14. Disappointed

3.5K 184 4
                                    

Kulajukan mobilku membelah jalanan dengan perasaan tak keruan. Deruman riuh kendaraan di luar mobil sama sekali tak mengusikku. Suara-suara klakson itu pun hanya lewat begitu saja dari telingaku.

Pikiranku mengembara terbawa pada percakapan antara aku dan Rayno, mantan Laura, satu jam yang lalu. Sebenarnya, bukan hanya tentang itu saja yang membuatku segelisah ini. Entahlah, mungkin inilah hari yang benar-benar sial untukku.

"Hanya sekedar informasi. Aku telah putus sebanyak 6 kali dalam sebulan ini, belum termasuk belasan perempuan lainnya yang mendekatiku," katanya saat kami hanya berdua di situ.

Saat itu, yang ingin kukatakan adalah ; Lalu saya harus peduli, begitu? Saya cukup memedulikan teman saya saja. Toh, pada kenyataannya, untuk menjaga satu hati perempuan saja anda tidak mengerti. Kalau saya ikut memerhatikan mereka semua dan membahas itu pada Anda. Saya tidak yakin kepala Anda masih akan utuh!
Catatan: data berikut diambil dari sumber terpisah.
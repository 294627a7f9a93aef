use std::time::Duration;

use async_trait::async_trait;
use serde_json::{json, Value};
use tracing::debug;

use super::{encode_base64, http_client, send, VisionProvider, MAX_OUTPUT_TOKENS, PING_PROMPT};
use crate::config::{Secret, DEFAULT_REQUEST_TIMEOUT};
use crate::error::ProviderError;
use crate::types::{ImagePayload, ProviderKind};

/// Anthropic reports an overloaded API with this non-standard status.
const OVERLOADED: u16 = 529;

/// Claude API client via Anthropic's messages endpoint.
pub struct AnthropicProvider {
    client: reqwest::Client,
    api_key: Option<Secret>,
    base_url: String,
    model: String,
    timeout: Duration,
}

impl AnthropicProvider {
    pub fn new(api_key: Option<Secret>, model: impl Into<String>) -> Self {
        Self {
            client: http_client(DEFAULT_REQUEST_TIMEOUT),
            api_key,
            base_url: "https://api.anthropic.com".into(),
            model: model.into(),
            timeout: DEFAULT_REQUEST_TIMEOUT,
        }
    }

    pub fn with_base_url(mut self, url: impl Into<String>) -> Self {
        self.base_url = url.into();
        self
    }

    pub fn with_timeout(mut self, timeout: Duration) -> Self {
        self.client = http_client(timeout);
        self.timeout = timeout;
        self
    }

    fn api_key(&self) -> Result<&str, ProviderError> {
        match self.api_key {
            Some(ref key) if key.expose().starts_with("sk-ant-") => Ok(key.expose()),
            Some(_) => Err(ProviderError::Auth(
                "ANTHROPIC_API_KEY must start with 'sk-ant-'".into(),
            )),
            None => Err(ProviderError::Auth("ANTHROPIC_API_KEY is not set".into())),
        }
    }

    fn vision_body(&self, image: &ImagePayload, prompt: &str) -> Value {
        json!({
            "model": self.model,
            "max_tokens": MAX_OUTPUT_TOKENS,
            "messages": [{
                "role": "user",
                "content": [
                    {
                        "type": "image",
                        "source": {
                            "type": "base64",
                            "media_type": image.media_type.as_str(),
                            "data": encode_base64(&image.bytes),
                        }
                    },
                    { "type": "text", "text": prompt }
                ]
            }]
        })
    }

    async fn messages(&self, body: &Value) -> Result<String, ProviderError> {
        let key = self.api_key()?;

        let req = self
            .client
            .post(format!("{}/v1/messages", self.base_url))
            .header("x-api-key", key)
            .header("anthropic-version", "2023-06-01")
            .header("content-type", "application/json")
            .json(body);

        let text = send(req, &[OVERLOADED], self.timeout).await?;
        reply_text(&text)
    }
}

/// Join the text blocks of a messages reply.
fn reply_text(body: &str) -> Result<String, ProviderError> {
    let parsed: Value =
        serde_json::from_str(body).map_err(|e| ProviderError::Response(e.to_string()))?;

    let blocks = parsed["content"]
        .as_array()
        .ok_or_else(|| ProviderError::Response("reply has no content".into()))?;

    let text: Vec<&str> = blocks
        .iter()
        .filter(|b| b["type"] == "text")
        .filter_map(|b| b["text"].as_str())
        .collect();

    if text.is_empty() {
        return Err(ProviderError::Response("reply has no text block".into()));
    }
    Ok(text.join("\n"))
}

#[async_trait]
impl VisionProvider for AnthropicProvider {
    fn kind(&self) -> ProviderKind {
        ProviderKind::Anthropic
    }

    async fn analyze(&self, image: &ImagePayload, prompt: &str) -> Result<String, ProviderError> {
        let body = self.vision_body(image, prompt);
        debug!(
            model = %self.model,
            bytes = image.bytes.len(),
            media_type = image.media_type.as_str(),
            "anthropic vision request"
        );
        self.messages(&body).await
    }

    async fn ping(&self) -> Result<String, ProviderError> {
        let body = json!({
            "model": self.model,
            "max_tokens": 10,
            "messages": [{ "role": "user", "content": PING_PROMPT }],
        });
        self.messages(&body).await
    }
}
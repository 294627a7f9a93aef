use std::path::PathBuf;
use std::time::Duration;

/// Pipeline stage, in execution order.
#[derive(Debug, Clone, Copy, PartialEq, Eq, Hash)]
pub enum Stage {
    Loading,
    Analyzing,
    Parsing,
    Validating,
}

impl std::fmt::Display for Stage {
    fn fmt(&self, f: &mut std::fmt::Formatter<'_>) -> std::fmt::Result {
        let name = match self {
            Stage::Loading => "Loading",
            Stage::Analyzing => "Analyzing",
            Stage::Parsing => "Parsing",
            Stage::Validating => "Validating",
        };
        f.write_str(name)
    }
}

/// Terminal failure of a pipeline run, tagged with the stage that failed.
#[derive(Debug, thiserror::Error)]
#[error("{stage} failed: {cause}")]
pub struct PipelineError {
    pub stage: Stage,
    #[source]
    pub cause: StageError,
}

impl PipelineError {
    pub fn new(stage: Stage, cause: impl Into<StageError>) -> Self {
        Self {
            stage,
            cause: cause.into(),
        }
    }

    /// Short machine-friendly name of the underlying error class.
    pub fn kind(&self) -> &'static str {
        match &self.cause {
            StageError::Image(e) => e.kind(),
            StageError::Provider(e) => e.kind(),
            StageError::Parse(_) => "MalformedResponseError",
            StageError::NoValidItems { .. } => "ValidationFailure",
            StageError::Cancelled => "Cancelled",
        }
    }
}

#[derive(Debug, thiserror::Error)]
pub enum StageError {
    #[error(transparent)]
    Image(#[from] ImageError),
    #[error(transparent)]
    Provider(#[from] ProviderError),
    #[error(transparent)]
    Parse(#[from] ParseError),
    #[error("no valid items ({dropped} dropped)")]
    NoValidItems { dropped: usize },
    #[error("cancelled")]
    Cancelled,
}

#[derive(Debug, thiserror::Error)]
pub enum ImageError {
    #[error("image not found: {0}")]
    NotFound(PathBuf),
    #[error("failed to read {path}: {message}")]
    Read { path: PathBuf, message: String },
    #[error("image is empty: {0}")]
    Empty(PathBuf),
    #[error("image is {size} bytes, limit is {limit}")]
    TooLarge { size: u64, limit: u64 },
}

impl ImageError {
    pub fn kind(&self) -> &'static str {
        match self {
            ImageError::NotFound(_) => "ImageNotFoundError",
            ImageError::Read { .. } | ImageError::Empty(_) => "ImageReadError",
            ImageError::TooLarge { .. } => "ImageTooLargeError",
        }
    }
}

#[derive(Debug, thiserror::Error)]
pub enum ProviderError {
    #[error("credentials rejected: {0}")]
    Auth(String),
    #[error("request failed: {0}")]
    Request(String),
    #[error("API returned {status}: {body}")]
    ApiError { status: u16, body: String },
    #[error("no response within {0:?}")]
    Timeout(Duration),
    #[error("rate limited: {message}")]
    RateLimited {
        retry_after: Option<Duration>,
        message: String,
    },
    #[error("unreadable response: {0}")]
    Response(String),
}

impl ProviderError {
    /// Only throttling is worth another attempt.
    pub fn is_retryable(&self) -> bool {
        matches!(self, ProviderError::RateLimited { .. })
    }

    pub fn kind(&self) -> &'static str {
        match self {
            ProviderError::Auth(_) => "ProviderAuthError",
            ProviderError::Request(_) | ProviderError::ApiError { .. } => "ProviderRequestError",
            ProviderError::Response(_) => "ProviderRequestError",
            ProviderError::Timeout(_) => "ProviderTimeoutError",
            ProviderError::RateLimited { .. } => "ProviderRateLimitError",
        }
    }
}

#[derive(Debug, thiserror::Error)]
pub enum ParseError {
    #[error("no JSON array found in response")]
    Malformed,
}

/// Why a single candidate was rejected. Never fatal on its own.
#[derive(Debug, Clone, PartialEq, thiserror::Error)]
pub enum ValidationFailure {
    #[error("item_name is empty")]
    EmptyName,
    #[error("quantity {0} is below 1")]
    QuantityTooLow(i64),
    #[error("quantity {0} is too large")]
    QuantityTooLarge(i64),
    #[error("confidence {0} is outside [0, 1]")]
    ConfidenceOutOfRange(f64),
    #[error("is_leftover is not a boolean: {0}")]
    NotBoolean(String),
}

#[derive(Debug, thiserror::Error)]
pub enum ConfigError {
    #[error("unknown provider '{0}', expected openai, anthropic, or aws")]
    UnknownProvider(String),
    #[error("invalid value for {name}: {value}")]
    InvalidValue { name: &'static str, value: String },
}
use std::time::Duration;

use async_trait::async_trait;
use aws_config::timeout::TimeoutConfig;
use aws_config::{BehaviorVersion, SdkConfig};
use aws_sdk_bedrockruntime::config::{Credentials, Region};
use aws_sdk_bedrockruntime::error::{DisplayErrorContext, SdkError};
use aws_sdk_bedrockruntime::operation::converse::ConverseError;
use aws_sdk_bedrockruntime::primitives::Blob;
use aws_sdk_bedrockruntime::types::{
    ContentBlock, ConversationRole, ConverseOutput, ImageBlock, ImageFormat, ImageSource,
    InferenceConfiguration, Message,
};
use aws_sdk_bedrockruntime::Client;
use tracing::debug;

use super::{VisionProvider, MAX_OUTPUT_TOKENS, PING_PROMPT};
use crate::config::{ProviderCredentials, Secret, DEFAULT_REQUEST_TIMEOUT};
use crate::error::ProviderError;
use crate::types::{ImagePayload, MediaType, ProviderKind};

/// AWS Bedrock Runtime client using the Converse API.
pub struct BedrockProvider {
    access_key_id: Option<Secret>,
    secret_access_key: Option<Secret>,
    region: String,
    model: String,
    timeout: Duration,
}

impl BedrockProvider {
    pub fn new(credentials: &ProviderCredentials, model: impl Into<String>) -> Self {
        Self {
            access_key_id: credentials.aws_access_key_id.clone(),
            secret_access_key: credentials.aws_secret_access_key.clone(),
            region: credentials.aws_region.clone(),
            model: model.into(),
            timeout: DEFAULT_REQUEST_TIMEOUT,
        }
    }

    pub fn with_timeout(mut self, timeout: Duration) -> Self {
        self.timeout = timeout;
        self
    }

    /// Check the static credentials and build an SDK client from them.
    async fn client(&self) -> Result<Client, ProviderError> {
        let key_id = match self.access_key_id {
            Some(ref id) if id.expose().starts_with("AKIA") => id.expose(),
            Some(_) => {
                return Err(ProviderError::Auth(
                    "AWS_ACCESS_KEY_ID must start with 'AKIA'".into(),
                ))
            }
            None => return Err(ProviderError::Auth("AWS_ACCESS_KEY_ID is not set".into())),
        };
        let secret = self
            .secret_access_key
            .as_ref()
            .filter(|s| !s.expose().is_empty())
            .ok_or_else(|| ProviderError::Auth("AWS_SECRET_ACCESS_KEY is not set".into()))?;

        let credentials = Credentials::new(key_id, secret.expose(), None, None, "fridge-inventory");
        Ok(Client::new(&self.sdk_config(credentials).await))
    }

    /// SDK config whose operation timeout is the request deadline, so a
    /// stalled call surfaces as `SdkError::TimeoutError`.
    async fn sdk_config(&self, credentials: Credentials) -> SdkConfig {
        aws_config::defaults(BehaviorVersion::latest())
            .region(Region::new(self.region.clone()))
            .credentials_provider(credentials)
            .timeout_config(
                TimeoutConfig::builder()
                    .operation_timeout(self.timeout)
                    .build(),
            )
            .load()
            .await
    }

    async fn converse(&self, message: Message, max_tokens: u32) -> Result<String, ProviderError> {
        let client = self.client().await?;

        let output = client
            .converse()
            .model_id(&self.model)
            .messages(message)
            .inference_config(
                InferenceConfiguration::builder()
                    .max_tokens(max_tokens as i32)
                    .build(),
            )
            .send()
            .await
            .map_err(|e| classify(e, self.timeout))?;

        let Some(ConverseOutput::Message(reply)) = output.output() else {
            return Err(ProviderError::Response("reply has no message".into()));
        };

        let text: Vec<&str> = reply
            .content()
            .iter()
            .filter_map(|block| block.as_text().ok())
            .map(String::as_str)
            .collect();

        if text.is_empty() {
            return Err(ProviderError::Response("reply has no text block".into()));
        }
        Ok(text.join("\n"))
    }
}

fn image_format(media_type: MediaType) -> ImageFormat {
    match media_type {
        MediaType::Jpeg => ImageFormat::Jpeg,
        MediaType::Png => ImageFormat::Png,
        MediaType::Gif => ImageFormat::Gif,
        MediaType::Webp => ImageFormat::Webp,
    }
}

fn classify<R>(err: SdkError<ConverseError, R>, timeout: Duration) -> ProviderError
where
    R: std::fmt::Debug,
{
    if let SdkError::TimeoutError(_) = err {
        return ProviderError::Timeout(timeout);
    }
    let message = DisplayErrorContext(&err).to_string();
    match err.as_service_error() {
        Some(ConverseError::ThrottlingException(_)) => ProviderError::RateLimited {
            retry_after: None,
            message,
        },
        Some(ConverseError::AccessDeniedException(_)) => ProviderError::Auth(message),
        _ => ProviderError::Request(message),
    }
}

fn build_error(e: impl std::fmt::Display) -> ProviderError {
    ProviderError::Request(format!("invalid request: {e}"))
}

#[async_trait]
impl VisionProvider for BedrockProvider {
    fn kind(&self) -> ProviderKind {
        ProviderKind::Aws
    }

    async fn analyze(&self, image: &ImagePayload, prompt: &str) -> Result<String, ProviderError> {
        let image_block = ImageBlock::builder()
            .format(image_format(image.media_type))
            .source(ImageSource::Bytes(Blob::new(image.bytes.clone())))
            .build()
            .map_err(build_error)?;

        let message = Message::builder()
            .role(ConversationRole::User)
            .content(ContentBlock::Image(image_block))
            .content(ContentBlock::Text(prompt.to_string()))
            .build()
            .map_err(build_error)?;

        debug!(
            model = %self.model,
            region = %self.region,
            bytes = image.bytes.len(),
            "bedrock vision request"
        );
        self.converse(message, MAX_OUTPUT_TOKENS).await
    }

    async fn ping(&self) -> Result<String, ProviderError> {
        let message = Message::builder()
            .role(ConversationRole::User)
            .content(ContentBlock::Text(PING_PROMPT.to_string()))
            .build()
            .map_err(build_error)?;
        self.converse(message, 10).await
    }
}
Tapi yang keluar dari mulutku bukanlah demikian.

"Ketika hati seseorang Anda sakiti berkali-kali. Suatu hari, cukup sekali penolakannya yang akan membuat Anda merasa menyesal disaat keadaan berbalik."

Lelaki itu justru terkekeh. Dia bercekak pinggang sementara kedua bahunya berguncang. Aku tahu dia menganggap remeh perkataanku atau bahkan mungkin lucu baginya. Aku sungguh muak dengan para pemain wanita karena beginilah hasilnya kalau mengingatkan mereka. Tidak sekali atau dua kali, tapi tiga kali. Sudah tiga kali aku berhadapan dengan orang seperti ini. Makanya, yang ingin kulakukan ketika melihatnya di rumah sakit saat itu adalah menghindar. Kabur.

Merasa tidak ada gunanya lagi aku berada di sana --lebih tepatnya dengan orang itu-- aku bergegas keluar, mengambil langkah lebar-lebar agar semakin menjauhinya. Aku sempat menoleh ke belakang setelah beberapa meter. Untung saja dia tidak menyusul menggangguku lagi.

"Mbak, tunggu. Mbak belum menemukan kunci itu bukan?" seorang petugas perempuan rumah sakit yang tadi sempat kutanyai mengenai hilangnya kunciku menahan kepergianku yang hendak menuju pintu keluar.

"Kunci Mbak ditemukan oleh salah satu dokter kami. Dan kunci itu masih di beliau," katanya memberiku secercah harapan baru. Tadinya kupikir aku akan membuat kunci baru saja daripada keadaan ini berbelit-belit menyusahkanku hingga harus berada di tempat ini lebih lama lagi.

Dengan senyum lega terpancar aku menanyakan lebih rinci tentang keberadaan kunci itu sekarang padanya.

"Ada bersama Dokter Spesialis Kandungan rumah sakit ini. Beliau sibuk hari ini, jadi hanya sempat menelepon pihak keamanan di sela pergantian pasien. Katanya, kalau ada yang merasa kehilangan kunci sebaiknya menemuinya di ruangannya," katanya lagi.

Aku mendesah dalam hati. Setelah mengucapkan terima kasih, aku menuju ruangan dokter tersebut.

Kubelokkan arah langkahku ke sisi kanan, mendatangi meja tempat pendaftaran dan menjelaskan tujuanku ingin bertemu dokter di ruangan itu kepada perempuan di depanku.

"Sebentar ya, Mbak," katanya mulai memegang gagang telepon. Aku mengangguk. Diam saja ketika dia berbicara dengan seseorang di telepon. Aku dapat menebak bahwa siapa yang tengah diteleponnya pasti adalah dokter yang berada di dalam ruangan.

"Baik, Dok." Dikembalikannya gagang telepon itu ke tempat semula. "Tunggu sebentar ya, Mbak. Pasien yang di dalam akan keluar sekitar 5 menit lagi. Sehabis itu Mbak boleh masuk untuk mengambil kuncinya."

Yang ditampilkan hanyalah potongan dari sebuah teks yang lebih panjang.